President of Vatican Academy Attacks Climate Change Skeptic

REUTERS/Chris Helgren
REUTERS/Chris Helgren

In a rare display of diplomatic indecorum, Margaret Archer, the president of the Pontifical Academy of Social Sciences, has lashed out at the author of a recent essay, accusing him of hate speech and moral depravity for questioning the Academy’s position on climate change.

Last month, Stefano Gennarini, the director of legal studies at the New York and Washington DC-based Center for Family and Human Rights (C-Fam), published a column about a Vatican-sponsored conference concerning global warming, questioning why vocal proponents of abortion and population control had been invited to offer advice to the Holy See.

Gennarini suggested that inviting UN Secretary General Ban Ki-moon, Professor Jeffrey Sachs of Columbia University, and former Senator Tim Wirth, all of whom hold moral positions at variance with the Catholic Church, may have been a mistake. He also suggested that the justification given by the Chancellor of the Pontifical Academies sponsoring the workshop was weak at best.

In a personal email to Gennarini, which she immediately published on various websites, Archer blasted him for his “hate message” and accused him of of being so focused on the abortion issue that he was “totally uninterested in vicious practices, such as human trafficking that are an offence to the human dignity and right to life that you purport to defend.”

She also called his position “a travesty of Catholic Social Teaching,” despite the fact that Archer herself has no credentials in the field, having never published anything on Catholic social teaching.

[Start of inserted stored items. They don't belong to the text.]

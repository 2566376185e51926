use std::error::Error;
use std::fmt::{self, Debug, Display, Formatter};

use derive_more::{Display, Error, From, IsVariant, TryInto};

/// The broad category of a failure, shared by every container in this crate.
///
/// Each concrete error type maps onto exactly one kind, which allows callers to branch on the
/// category without matching every error type individually.
#[derive(Debug, Display, Clone, Copy, PartialEq, Eq, Hash, IsVariant)]
pub enum ErrorKind {
    /// An allocation or reallocation failed, or the requested layout could never be allocated.
    OutOfMemory,
    /// An argument was unusable: a zero size, a search without any basis for comparison, or a
    /// search which failed to locate a match.
    InvalidArgument,
    /// An index was outside of the interval permitted by the operation.
    OutOfRange,
}

/// Implemented by every error produced by the containers in this crate.
pub trait ContainerError: Error {
    /// Returns the [`ErrorKind`] of this error.
    fn kind(&self) -> ErrorKind;
}

#[derive(Debug, Clone, Copy, PartialEq, Eq)]
pub struct IndexOutOfBounds {
    pub index: usize,
    pub len: usize,
}

impl Display for IndexOutOfBounds {
    fn fmt(&self, f: &mut Formatter<'_>) -> fmt::Result {
        write!(f, "Index {} out of bounds for collection with {} elements!", self.index, self.len)
    }
}

impl Error for IndexOutOfBounds {}

impl ContainerError for IndexOutOfBounds {
    fn kind(&self) -> ErrorKind {
        ErrorKind::OutOfRange
    }
}

#[derive(Debug, Clone, Copy, PartialEq, Eq)]
pub struct CapacityOverflow;

impl Display for CapacityOverflow {
    fn fmt(&self, f: &mut Formatter<'_>) -> fmt::Result {
        write!(f, "Capacity overflow!")
    }
}

impl Error for CapacityOverflow {}

impl ContainerError for CapacityOverflow {
    fn kind(&self) -> ErrorKind {
        ErrorKind::OutOfMemory
    }
}

/// The global allocator returned null for a request of `size` bytes.
#[derive(Debug, Clone, Copy, PartialEq, Eq)]
pub struct AllocFailed {
    pub size: usize,
}

impl Display for AllocFailed {
    fn fmt(&self, f: &mut Formatter<'_>) -> fmt::Result {
        write!(f, "Failed to allocate {} bytes!", self.size)
    }
}

impl Error for AllocFailed {}

impl ContainerError for AllocFailed {
    fn kind(&self) -> ErrorKind {
        ErrorKind::OutOfMemory
    }
}

#[derive(Debug, Clone, Copy, PartialEq, Eq)]
pub struct ZeroCapacity;

impl Display for ZeroCapacity {
    fn fmt(&self, f: &mut Formatter<'_>) -> fmt::Result {
        write!(f, "Unable to create a collection with capacity 0!")
    }
}

impl Error for ZeroCapacity {}

impl ContainerError for ZeroCapacity {
    fn kind(&self) -> ErrorKind {
        ErrorKind::InvalidArgument
    }
}

#[derive(Debug, Clone, Copy, PartialEq, Eq)]
pub struct NotFound;

impl Display for NotFound {
    fn fmt(&self, f: &mut Formatter<'_>) -> fmt::Result {
        write!(f, "No element matched the provided predicate!")
    }
}

impl Error for NotFound {}

impl ContainerError for NotFound {
    fn kind(&self) -> ErrorKind {
        ErrorKind::InvalidArgument
    }
}

#[derive(Debug, Clone, Copy, PartialEq, Eq)]
pub struct MissingProbe;

impl Display for MissingProbe {
    fn fmt(&self, f: &mut Formatter<'_>) -> fmt::Result {
        write!(f, "Unable to search by identity without a probe!")
    }
}

impl Error for MissingProbe {}

impl ContainerError for MissingProbe {
    fn kind(&self) -> ErrorKind {
        ErrorKind::InvalidArgument
    }
}

#[derive(Debug, Display, Clone, Copy, PartialEq, Eq, Error, From, TryInto, IsVariant)]
pub enum AllocError {
    CapacityOverflow(CapacityOverflow),
    AllocFailed(AllocFailed),
}

impl ContainerError for AllocError {
    fn kind(&self) -> ErrorKind {
        ErrorKind::OutOfMemory
    }
}

#[derive(Debug, Display, Clone, Copy, PartialEq, Eq, Error, From, TryInto, IsVariant)]
pub enum CreateError {
    ZeroCapacity(ZeroCapacity),
    Alloc(AllocError),
}

impl From<CapacityOverflow> for CreateError {
    fn from(value: CapacityOverflow) -> Self {
        AllocError::from(value).into()
    }
}

impl ContainerError for CreateError {
    fn kind(&self) -> ErrorKind {
        match self {
            CreateError::ZeroCapacity(e) => e.kind(),
            CreateError::Alloc(e) => e.kind(),
        }
    }
}

#[derive(Debug, Display, Clone, Copy, PartialEq, Eq, Error, From, TryInto, IsVariant)]
pub enum InsertError {
    IndexOutOfBounds(IndexOutOfBounds),
    Alloc(AllocError),
}

impl From<CapacityOverflow> for InsertError {
    fn from(value: CapacityOverflow) -> Self {
        AllocError::from(value).into()
    }
}

impl ContainerError for InsertError {
    fn kind(&self) -> ErrorKind {
        match self {
            InsertError::IndexOutOfBounds(e) => e.kind(),
            InsertError::Alloc(e) => e.kind(),
        }
    }
}

#[derive(Debug, Display, Clone, Copy, PartialEq, Eq, Error, From, TryInto, IsVariant)]
pub enum SearchError {
    MissingProbe(MissingProbe),
    NotFound(NotFound),
}

impl ContainerError for SearchError {
    fn kind(&self) -> ErrorKind {
        ErrorKind::InvalidArgument
    }
}

/// An error paired with the value which the failed operation was unable to store.
///
/// Inserting operations move their value in before they can fail, so on a failure the value is
/// handed back alongside the reason rather than dropped.
#[derive(Clone, Copy, PartialEq, Eq)]
pub struct Rejected<T, E> {
    pub error: E,
    pub value: T,
}

impl<T, E> Rejected<T, E> {
    pub const fn new(error: E, value: T) -> Rejected<T, E> {
        Rejected { error, value }
    }

    /// Returns the value which couldn't be stored, discarding the error.
    pub fn into_value(self) -> T {
        self.value
    }

    pub fn into_parts(self) -> (E, T) {
        (self.error, self.value)
    }

    /// Widens the error into a composite error type, keeping the value.
    pub fn convert<F: From<E>>(self) -> Rejected<T, F> {
        Rejected {
            error: self.error.into(),
            value: self.value,
        }
    }
}

impl<T, E: Debug> Debug for Rejected<T, E> {
    fn fmt(&self, f: &mut Formatter<'_>) -> fmt::Result {
        f.debug_struct("Rejected")
            .field("error", &self.error)
            .finish_non_exhaustive()
    }
}

impl<T, E: Display> Display for Rejected<T, E> {
    fn fmt(&self, f: &mut Formatter<'_>) -> fmt::Result {
        self.error.fmt(f)
    }
}

impl<T, E: Error> Error for Rejected<T, E> {}

impl<T, E: ContainerError> ContainerError for Rejected<T, E> {
    fn kind(&self) -> ErrorKind {
        self.error.kind()
    }
}
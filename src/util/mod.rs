pub mod alloc;
pub mod error;
pub mod panic;
pub mod result;
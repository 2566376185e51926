//! Linked collection types. Currently just [`LinkedList`], a list with links in both directions.

pub mod list;

#[doc(inline)]
pub use list::LinkedList;
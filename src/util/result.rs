use crate::util::error::{ContainerError, ErrorKind};

pub(crate) trait ResultExtension<T, E: ContainerError> {
    /// A method similar to [`Result::unwrap`], except that it panics with the kind and message of
    /// the error itself.
    ///
    /// # Panics
    /// Panics if the [`Result`] is an [`Err`].
    fn throw(self) -> T;
}

impl<T, E: ContainerError> ResultExtension<T, E> for Result<T, E> {
    #[track_caller]
    fn throw(self) -> T {
        match self {
            Ok(val) => val,
            Err(error) => panic!("{}: {}", error.kind(), error),
        }
    }
}

/// Provides the [`ErrorKind`] of a failed operation without consuming its [`Result`].
pub trait KindExt {
    /// Returns the kind of the contained error, or [`None`] if the operation succeeded.
    fn err_kind(&self) -> Option<ErrorKind>;
}

impl<T, E: ContainerError> KindExt for Result<T, E> {
    fn err_kind(&self) -> Option<ErrorKind> {
        self.as_ref().err().map(ContainerError::kind)
    }
}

The kerfuffle began last month when Gennarini sent a series of questions about the workshop to the Chancellor of the Pontifical Academies of Science and Social Sciences. In responding, Argentinian Bishop Marcelo Sanchez Sorondo accused skeptics of global warming of being Tea Party flunkies and paid lobbyists of the oil industry. Gennarini published this odd exchange on the website of First Things, a journal of religion and public life, which subsequently drew the ire of Archer.

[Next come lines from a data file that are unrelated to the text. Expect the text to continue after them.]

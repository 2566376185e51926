use std::iter::{Enumerate, FusedIterator};
use std::mem::ManuallyDrop;
use std::ptr;
use std::slice;

use super::FixedArray;
use crate::collections::contiguous::raw::RawArray;

impl<T> IntoIterator for FixedArray<T> {
    type Item = (usize, T);

    type IntoIter = IntoIter<T>;

    fn into_iter(self) -> Self::IntoIter {
        let fa = ManuallyDrop::new(self);
        IntoIter {
            // SAFETY: fa is never dropped, so ownership of the slots moves into the iterator
            // without a double free.
            slots: unsafe { ptr::read(&fa.slots) },
            next: 0,
        }
    }
}

/// A type for owned iteration over the occupied slots of a [`FixedArray`], yielding each index
/// with its value in ascending order.
pub struct IntoIter<T> {
    pub(crate) slots: RawArray<Option<T>>,
    pub(crate) next: usize,
}

impl<T> Iterator for IntoIter<T> {
    type Item = (usize, T);

    fn next(&mut self) -> Option<Self::Item> {
        while self.next < self.slots.size() {
            let index = self.next;
            self.next += 1;
            // SAFETY: Every slot at or above next is initialized and hasn't been read yet.
            // Incrementing next first means the slot is never read or dropped again.
            if let Some(value) = unsafe { self.slots.slot(index).read().assume_init() } {
                return Some((index, value));
            }
        }
        None
    }

    fn size_hint(&self) -> (usize, Option<usize>) {
        (0, Some(self.slots.size() - self.next))
    }
}

impl<T> FusedIterator for IntoIter<T> {}

impl<T> Drop for IntoIter<T> {
    fn drop(&mut self) {
        for i in self.next..self.slots.size() {
            // SAFETY: Every slot at or above next is initialized and hasn't been yielded.
            unsafe { (*self.slots.slot(i)).assume_init_drop() }
        }
    }
}

// SAFETY: IntoIter uniquely owns its remaining values, like the FixedArray it came from.
unsafe impl<T: Send> Send for IntoIter<T> {}
// SAFETY: IntoIter provides no shared access to its values.
unsafe impl<T: Sync> Sync for IntoIter<T> {}

impl<'a, T> IntoIterator for &'a FixedArray<T> {
    type Item = (usize, &'a T);

    type IntoIter = Iter<'a, T>;

    fn into_iter(self) -> Self::IntoIter {
        Iter(self.as_slots().iter().enumerate())
    }
}

/// A type for borrowed iteration over the occupied slots of a [`FixedArray`]. See
/// [`FixedArray::iter`].
pub struct Iter<'a, T>(pub(crate) Enumerate<slice::Iter<'a, Option<T>>>);

impl<'a, T> Iterator for Iter<'a, T> {
    type Item = (usize, &'a T);

    fn next(&mut self) -> Option<Self::Item> {
        self.0.find_map(|(index, slot)| Some((index, slot.as_ref()?)))
    }

    fn size_hint(&self) -> (usize, Option<usize>) {
        (0, self.0.size_hint().1)
    }
}

impl<'a, T> DoubleEndedIterator for Iter<'a, T> {
    fn next_back(&mut self) -> Option<Self::Item> {
        while let Some((index, slot)) = self.0.next_back() {
            if let Some(value) = slot.as_ref() {
                return Some((index, value));
            }
        }
        None
    }
}

impl<'a, T> FusedIterator for Iter<'a, T> {}

impl<'a, T> IntoIterator for &'a mut FixedArray<T> {
    type Item = (usize, &'a mut T);

    type IntoIter = IterMut<'a, T>;

    fn into_iter(self) -> Self::IntoIter {
        IterMut(self.as_mut_slots().iter_mut().enumerate())
    }
}

/// A type for mutable borrowed iteration over the occupied slots of a [`FixedArray`]. See
/// [`FixedArray::iter_mut`].
pub struct IterMut<'a, T>(pub(crate) Enumerate<slice::IterMut<'a, Option<T>>>);

impl<'a, T> Iterator for IterMut<'a, T> {
    type Item = (usize, &'a mut T);

    fn next(&mut self) -> Option<Self::Item> {
        self.0.find_map(|(index, slot)| Some((index, slot.as_mut()?)))
    }

    fn size_hint(&self) -> (usize, Option<usize>) {
        (0, self.0.size_hint().1)
    }
}

impl<'a, T> DoubleEndedIterator for IterMut<'a, T> {
    fn next_back(&mut self) -> Option<Self::Item> {
        while let Some((index, slot)) = self.0.next_back() {
            if let Some(value) = slot.as_mut() {
                return Some((index, value));
            }
        }
        None
    }
}

impl<'a, T> FusedIterator for IterMut<'a, T> {}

Margaret Archer, a 72-year-old former sociology lecturer at the University of Warwick, is the second-highest ranking woman in the Vatican. She was personally chosen by Bishop Sanchez Sorondo last year to replace the highly respected Harvard Law Professor Mary Ann Glendon as President of the Academy. Glendon is considered by many to be a pro-life hero and, in a widely publicized move in 2009, turned down the Laetare Medal at the University of Notre Dame, after learning that she would be sharing the stage with President Barack Obama, who supports abortion on demand.

Archer took great offense at Gennarini’s column about his exchange with Bishop Sanchez. In language resembling that used by liberal lobbies, she called it “a hate message” despite the fact that nothing about the piece expressed any sort of animosity toward Sanchez and instead merely questioned the Academy’s move to invite advocates of abortion and population control to speak at a high-profile Vatican event.

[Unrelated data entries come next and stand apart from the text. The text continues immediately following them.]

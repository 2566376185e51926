use std::fmt::{self, Debug, Display, Formatter};
use std::mem::MaybeUninit;
use std::ptr;
use std::slice;

use super::{Iter, IterMut};
use crate::collections::contiguous::raw::RawArray;
use crate::collections::traits::Identity;
#[doc(inline)]
pub use crate::util::error::{CreateError, IndexOutOfBounds, NotFound, ZeroCapacity};
use crate::util::result::ResultExtension;

/// A fixed-size table of slots, each of which is either occupied by a value or empty.
///
/// The size of a FixedArray is chosen at construction and never changes afterwards. Slots are
/// independent of one another: filling, emptying or replacing one slot never moves any other
/// value, so the index of a value is stable for as long as it stays in the table.
///
/// # Time Complexity
/// For this analysis of time complexity, variables are defined as follows:
/// - `n`: The size of the FixedArray.
///
/// | Method | Complexity |
/// |-|-|
/// | `get` | `O(1)` |
/// | `set` / `unset` / `swap` | `O(1)` |
/// | `size` | `O(1)` |
/// | `count` | `O(n)` |
/// | `put` | `O(n)` |
/// | `find_first` | `O(n)` |
/// | `clear` | `O(n)` |
pub struct FixedArray<T> {
    pub(crate) slots: RawArray<Option<T>>,
}

impl<T> FixedArray<T> {
    /// Creates a new FixedArray with `size` empty slots.
    ///
    /// # Panics
    /// Panics if `size` is zero or if the allocation fails. See [`FixedArray::try_new`].
    pub fn new(size: usize) -> FixedArray<T> {
        FixedArray::try_new(size).throw()
    }

    /// Creates a new FixedArray with `size` empty slots.
    ///
    /// # Errors
    /// Returns [`ZeroCapacity`] if `size` is zero, or an
    /// [`AllocError`](crate::error::AllocError) if the memory couldn't be allocated.
    ///
    /// # Examples
    /// ```
    /// # use seq_lib::collections::contiguous::FixedArray;
    /// let fa: FixedArray<&str> = FixedArray::try_new(4).unwrap();
    /// assert_eq!(fa.size(), 4);
    /// assert_eq!(fa.count(), 0);
    /// assert!(FixedArray::<&str>::try_new(0).is_err());
    /// ```
    pub fn try_new(size: usize) -> Result<FixedArray<T>, CreateError> {
        if size == 0 {
            return Err(ZeroCapacity.into());
        }

        let slots = RawArray::try_new(size)?;
        for i in 0..size {
            // SAFETY: i < size, so the slot is within the allocation.
            unsafe { slots.slot(i).write(MaybeUninit::new(None)) }
        }

        Ok(FixedArray { slots })
    }

    /// Returns the number of slots in the FixedArray, occupied or not.
    pub const fn size(&self) -> usize {
        self.slots.size()
    }

    /// Returns the number of occupied slots.
    pub fn count(&self) -> usize {
        self.as_slots().iter().filter(|slot| slot.is_some()).count()
    }

    /// Returns true if every slot is occupied.
    pub fn is_full(&self) -> bool {
        self.as_slots().iter().all(Option::is_some)
    }

    /// Returns the contents of the slot at `index`.
    ///
    /// # Panics
    /// Panics if `index` is out of bounds.
    pub fn get(&self, index: usize) -> Option<&T> {
        self.try_get(index).throw()
    }

    /// Returns the contents of the slot at `index`, which may be empty, or an [`Err`] if the
    /// index is out of bounds.
    pub fn try_get(&self, index: usize) -> Result<Option<&T>, IndexOutOfBounds> {
        Ok(self.checked_slot(index)?.as_ref())
    }

    /// Returns the mutable contents of the slot at `index`.
    ///
    /// # Panics
    /// Panics if `index` is out of bounds.
    pub fn get_mut(&mut self, index: usize) -> Option<&mut T> {
        self.try_get_mut(index).throw()
    }

    /// Returns the mutable contents of the slot at `index`, which may be empty, or an [`Err`] if
    /// the index is out of bounds.
    pub fn try_get_mut(&mut self, index: usize) -> Result<Option<&mut T>, IndexOutOfBounds> {
        Ok(self.checked_slot_mut(index)?.as_mut())
    }

    /// Places `value` in the slot at `index`, dropping any previous value.
    ///
    /// # Panics
    /// Panics if `index` is out of bounds.
    pub fn set(&mut self, index: usize, value: T) {
        self.try_set(index, value).throw()
    }

    /// Places `value` in the slot at `index`, dropping any previous value, or returns an [`Err`]
    /// if the index is out of bounds.
    pub fn try_set(&mut self, index: usize, value: T) -> Result<(), IndexOutOfBounds> {
        *self.checked_slot_mut(index)? = Some(value);
        Ok(())
    }

    /// Empties the slot at `index`, returning its previous contents.
    ///
    /// # Panics
    /// Panics if `index` is out of bounds.
    pub fn unset(&mut self, index: usize) -> Option<T> {
        self.try_unset(index).throw()
    }

    /// Empties the slot at `index`, returning its previous contents, or returns an [`Err`] if
    /// the index is out of bounds.
    pub fn try_unset(&mut self, index: usize) -> Result<Option<T>, IndexOutOfBounds> {
        Ok(self.checked_slot_mut(index)?.take())
    }

    /// Places `value` in the slot at `index`, returning the previous contents.
    ///
    /// # Panics
    /// Panics if `index` is out of bounds.
    pub fn swap(&mut self, index: usize, value: T) -> Option<T> {
        self.try_swap(index, value).throw()
    }

    /// Places `value` in the slot at `index`, returning the previous contents, or returns an
    /// [`Err`] if the index is out of bounds.
    ///
    /// # Examples
    /// ```
    /// # use seq_lib::collections::contiguous::FixedArray;
    /// let mut fa = FixedArray::new(2);
    /// assert_eq!(fa.try_swap(0, 'a'), Ok(None));
    /// assert_eq!(fa.try_swap(0, 'b'), Ok(Some('a')));
    /// assert!(fa.try_swap(2, 'c').is_err());
    /// ```
    pub fn try_swap(&mut self, index: usize, value: T) -> Result<Option<T>, IndexOutOfBounds> {
        Ok(self.checked_slot_mut(index)?.replace(value))
    }

    /// Places `value` in the first empty slot, in ascending index order, and returns its index.
    ///
    /// A full FixedArray is an ordinary outcome rather than an error: the value is handed back
    /// as the [`Err`] variant so that it isn't lost.
    ///
    /// # Examples
    /// ```
    /// # use seq_lib::collections::contiguous::FixedArray;
    /// let mut fa = FixedArray::new(2);
    /// assert_eq!(fa.put("a"), Ok(0));
    /// assert_eq!(fa.put("b"), Ok(1));
    /// assert_eq!(fa.put("c"), Err("c"));
    /// fa.unset(0);
    /// assert_eq!(fa.put("d"), Ok(0));
    /// ```
    pub fn put(&mut self, value: T) -> Result<usize, T> {
        match self.as_slots().iter().position(Option::is_none) {
            Some(index) => {
                self.as_mut_slots()[index] = Some(value);
                Ok(index)
            },
            None => Err(value),
        }
    }

    /// Returns the index of the first slot, in ascending order, for which
    /// `predicate(contents, probe)` holds. The predicate is applied to empty slots as well.
    pub fn position_first_by<P, F>(&self, probe: &P, mut predicate: F) -> Option<usize>
    where
        P: ?Sized,
        F: FnMut(Option<&T>, &P) -> bool,
    {
        self.as_slots().iter().position(|slot| predicate(slot.as_ref(), probe))
    }

    /// Returns the contents of the first slot, in ascending order, for which
    /// `predicate(contents, probe)` holds. The predicate is applied to empty slots as well, so a
    /// match may itself be empty.
    ///
    /// # Errors
    /// Returns [`NotFound`] if no slot matches.
    ///
    /// # Examples
    /// ```
    /// # use seq_lib::collections::contiguous::FixedArray;
    /// let mut fa = FixedArray::new(3);
    /// fa.set(1, 10);
    /// fa.set(2, 20);
    /// assert_eq!(fa.find_first_by(&15, |slot, min| slot.is_some_and(|v| v > min)), Ok(Some(&20)));
    /// assert_eq!(fa.find_first_by(&(), |slot, _| slot.is_none()), Ok(None));
    /// ```
    pub fn find_first_by<P, F>(&self, probe: &P, predicate: F) -> Result<Option<&T>, NotFound>
    where
        P: ?Sized,
        F: FnMut(Option<&T>, &P) -> bool,
    {
        let index = self.position_first_by(probe, predicate).ok_or(NotFound)?;
        Ok(self.as_slots()[index].as_ref())
    }

    /// Empties the first slot, in ascending order, for which `predicate(contents, probe)` holds,
    /// returning its previous contents.
    ///
    /// # Errors
    /// Returns [`NotFound`] if no slot matches, leaving the FixedArray unchanged.
    pub fn remove_first_by<P, F>(&mut self, probe: &P, predicate: F) -> Result<Option<T>, NotFound>
    where
        P: ?Sized,
        F: FnMut(Option<&T>, &P) -> bool,
    {
        let index = self.position_first_by(probe, predicate).ok_or(NotFound)?;
        Ok(self.as_mut_slots()[index].take())
    }

    /// Calls `visitor` on every occupied slot, in ascending index order.
    pub fn for_each<F: FnMut(&T)>(&self, mut visitor: F) {
        self.iter().for_each(|(_, item)| visitor(item));
    }

    /// Calls `visitor` on a mutable reference to every occupied slot, in ascending index order.
    pub fn for_each_mut<F: FnMut(&mut T)>(&mut self, mut visitor: F) {
        self.iter_mut().for_each(|(_, item)| visitor(item));
    }

    /// Returns an iterator over the occupied slots, yielding each index with its value.
    pub fn iter(&self) -> Iter<'_, T> {
        self.into_iter()
    }

    /// Returns an iterator over the occupied slots, yielding each index with a mutable reference
    /// to its value.
    pub fn iter_mut(&mut self) -> IterMut<'_, T> {
        self.into_iter()
    }

    /// Empties every slot, dropping the contained values.
    pub fn clear(&mut self) {
        self.as_mut_slots().fill_with(|| None);
    }

    /// Empties every slot, handing each contained value to `disposer` in ascending index order.
    ///
    /// # Examples
    /// ```
    /// # use seq_lib::collections::contiguous::FixedArray;
    /// let mut fa = FixedArray::new(3);
    /// fa.set(0, 'x');
    /// fa.set(2, 'y');
    /// let mut disposed = String::new();
    /// fa.clear_with(|c| disposed.push(c));
    /// assert_eq!(disposed, "xy");
    /// assert_eq!(fa.count(), 0);
    /// ```
    pub fn clear_with<F: FnMut(T)>(&mut self, mut disposer: F) {
        for slot in self.as_mut_slots() {
            if let Some(value) = slot.take() {
                disposer(value);
            }
        }
    }

    /// Drops the FixedArray, along with every value it contains.
    pub fn release(self) {
        drop(self);
    }

    /// Hands every contained value to `disposer`, in ascending index order, before releasing the
    /// FixedArray's storage.
    pub fn release_with<F: FnMut(T)>(mut self, disposer: F) {
        self.clear_with(disposer);
    }

    /// Returns every slot as a slice, including the empty ones.
    pub const fn as_slots(&self) -> &[Option<T>] {
        // SAFETY: Every slot is initialized at construction and stays initialized. The pointer is
        // nonnull, properly aligned and the range entirely contained within this FixedArray.
        unsafe {
            slice::from_raw_parts(self.slots.ptr.as_ptr().cast_const().cast(), self.slots.size())
        }
    }

    /// Returns every slot as a mutable slice, including the empty ones. Slots may be freely
    /// filled or emptied through the slice, but never added or removed.
    pub const fn as_mut_slots(&mut self) -> &mut [Option<T>] {
        // SAFETY: As for as_slots, and the borrow checker enforces that self isn't accessed
        // through any other path while the slice lives.
        unsafe { slice::from_raw_parts_mut(self.slots.ptr.as_ptr().cast(), self.slots.size()) }
    }

    pub(crate) fn checked_slot(&self, index: usize) -> Result<&Option<T>, IndexOutOfBounds> {
        let len = self.size();
        self.as_slots().get(index).ok_or(IndexOutOfBounds { index, len })
    }

    pub(crate) fn checked_slot_mut(
        &mut self,
        index: usize,
    ) -> Result<&mut Option<T>, IndexOutOfBounds> {
        let len = self.size();
        self.as_mut_slots().get_mut(index).ok_or(IndexOutOfBounds { index, len })
    }
}

impl<T: Identity> FixedArray<T> {
    /// Returns the index of the first slot holding the same value as `probe`, compared by
    /// [`Identity`]. Empty slots never match.
    pub fn position_first(&self, probe: &T) -> Option<usize> {
        self.position_first_by(probe, |slot, probe| slot.is_some_and(|item| item.is_same(probe)))
    }

    /// Returns the value in the first slot holding the same value as `probe`, compared by
    /// [`Identity`].
    ///
    /// # Errors
    /// Returns [`NotFound`] if no slot matches.
    pub fn find_first(&self, probe: &T) -> Result<&T, NotFound> {
        let index = self.position_first(probe).ok_or(NotFound)?;
        self.as_slots()[index].as_ref().ok_or(NotFound)
    }

    /// Empties the first slot holding the same value as `probe`, compared by [`Identity`],
    /// returning the value.
    ///
    /// # Errors
    /// Returns [`NotFound`] if no slot matches.
    pub fn remove_first(&mut self, probe: &T) -> Result<T, NotFound> {
        let index = self.position_first(probe).ok_or(NotFound)?;
        self.as_mut_slots()[index].take().ok_or(NotFound)
    }
}

impl<T> Drop for FixedArray<T> {
    fn drop(&mut self) {
        // SAFETY: Every slot is initialized and safe to drop. The storage itself is released
        // afterwards by RawArray.
        unsafe { ptr::drop_in_place(self.as_mut_slots()) }
    }
}

// SAFETY: FixedArrays, when used safely rely on unique pointers and are therefore safe for Send
// when T: Send.
unsafe impl<T: Send> Send for FixedArray<T> {}
// SAFETY: FixedArray's safe API obeys all rules of the borrow checker, so no interior mutability
// occurs. This means that FixedArray<T> can safely implement Sync when T: Sync.
unsafe impl<T: Sync> Sync for FixedArray<T> {}

impl<T: Clone> Clone for FixedArray<T> {
    fn clone(&self) -> Self {
        let mut fa = FixedArray::new(self.size());
        fa.as_mut_slots().clone_from_slice(self.as_slots());
        fa
    }
}

impl<T: PartialEq> PartialEq for FixedArray<T> {
    fn eq(&self, other: &Self) -> bool {
        self.as_slots() == other.as_slots()
    }
}

impl<T: Eq> Eq for FixedArray<T> {}

impl<T: Debug> Debug for FixedArray<T> {
    fn fmt(&self, f: &mut Formatter<'_>) -> fmt::Result {
        f.debug_struct("FixedArray")
            .field("slots", &self.as_slots())
            .field("size", &self.size())
            .finish()
    }
}

impl<T: Display> Display for FixedArray<T> {
    fn fmt(&self, f: &mut Formatter<'_>) -> fmt::Result {
        write!(f, "[")?;
        for (index, slot) in self.as_slots().iter().enumerate() {
            if index != 0 {
                write!(f, ", ")?;
            }
            match slot {
                Some(item) => write!(f, "{item}")?,
                None => write!(f, "_")?,
            }
        }
        write!(f, "]")
    }
}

Archer, in turn, questioned Gennarini’s credentials while holding up her own. She writes, “We are respected academics who take full responsibility for our actions and have, according to our Statutes, the duty and privilege of advising the Church on matters of Social Doctrine and its application. I am appointed by the Pope and responsible directly to him. I’m afraid that leaves you and your cohort out in the cold.”

Parroting the same charges leveled by Bishop Sanchez Sorondo, she queries, “which lobbyists meet your salary bill?” Without ever answering Gennarini’s central thesis, Archer charges him with having “a minimalistic version of the [Catholic] Creed, consisting of a single item: ‘We believe in the ethical depravity of abortion.’”

In point of fact, the Center for Family and Human Rights that Gennarini represents, whose stated mission is “to defend life and family at international institutions and to publicize the debate,” supports a wide range of activities aimed at promoting human dignity, and Gennarini himself has written on a variety of issues including human development, demographics, marriage and family, and the United Nations.

Curiously, Pope Francis himself has been hammering home the Church’s radically pro-life message in a series of recent statements, calling abortion a “scourge” and likening abortion activists to the Mafia, so Gennarini can find some consolation in the fact that he is in good company in his belief “in the ethical depravity of abortion.”

It is possible that Sanchez and Archer are becoming frustrated that the upcoming Papal encyclical on the environment is still meeting such resistance even before it is released. Breitbart News reported that the document, which climate change believers hope will urge Catholics to accept the theory of anthropogenic global warming and cast the issue in religious terms, may be delayed and will be greatly reduced in scope from what advocates originally hoped.

One can only wonder why Sanchez and Archer have reacted so harshly to an attorney working for a small, UN-accredited NGO.